CDB reported a total Capital Adequacy Ratio (CAR) of 12.9% as of March 2015 (Mar-14 – 16.0%, Mar-13 – 14.3%), which is comparable to the industry average. ICRA Lanka notes that improvements in CDB’s capitalization would be vital going forward considering the high gearing reported by the company; 7.8 times as of March 2015.

The company’s overall earnings profile is characterised by a small moderation in the NIMs to about 8.0% for FY2015 (FY2014 – 8.1%, FY2013 – 8.3%) notwithstanding the moderation in the cost of funds, as CDB shifted its focus to lower yielding asset classes. The company’s operational efficiency moderated during FY2015 with Operating cost to Operating income ratio increasing to 57% for FY2015 as compared to 55% for FY2014.

The increase in the operating expenses could be attributed to the increase in the outlets, by about 15, in the second half of FY2014 and the corresponding manpower additions. CDB also moved to new office premises during FY2015, which resulted in some increase in the depreciation expense and, this along with higher marketing related expenses also contributed to the increase in the operating expenses.
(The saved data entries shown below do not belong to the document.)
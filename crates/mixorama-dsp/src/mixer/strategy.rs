//! Strategy selection for callers that pick a mix mode at runtime.

use super::{linear_sum, rms_mix, weighted_sum};
use crate::error::MixResult;
use crate::Sample;

/// A mixing strategy.
#[derive(Debug, Clone, PartialEq)]
pub enum MixStrategy {
    /// Plain saturated addition.
    Linear,
    /// Addition with one weight per input, in input order.
    Weighted(Vec<f64>),
    /// Root mean square of the inputs.
    Rms,
}

impl MixStrategy {
    /// Mixes `inputs` with this strategy.
    pub fn mix<S: AsRef<[Sample]>>(&self, inputs: &[S]) -> MixResult<Vec<Sample>> {
        match self {
            MixStrategy::Linear => linear_sum(inputs),
            MixStrategy::Weighted(weights) => weighted_sum(weights, inputs),
            MixStrategy::Rms => rms_mix(inputs),
        }
    }

    /// Short lowercase name used in reports.
    pub fn name(&self) -> &'static str {
        match self {
            MixStrategy::Linear => "linear",
            MixStrategy::Weighted(_) => "weighted",
            MixStrategy::Rms => "rms",
        }
    }
}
While the company’s credit costs (1.8%) remained high in FY2014 due to the losses on account of the pawning portfolio, the same in FY2015(1.3%) was impacted due to the losses on account of the sale of repossessed stock.

As of March 2015, the company has repossessed stock of about LKR 800 Million, ability to recover from these assets would be critical for the overall profitability in the next 1-2 years. CDB’s reported return on average assets (ROAA) has remained largely stable over the last two years at about 1.9-1.95% levels. Going forward, ICRA Lanka expects CDB’s yields on the portfolio to moderate due to diversification to lower yielding asset classes; however rationalisation in the operating costs by the way of optimal business expansion and, its ability to control credit cost would be critical for the improvement in the profitability indicators.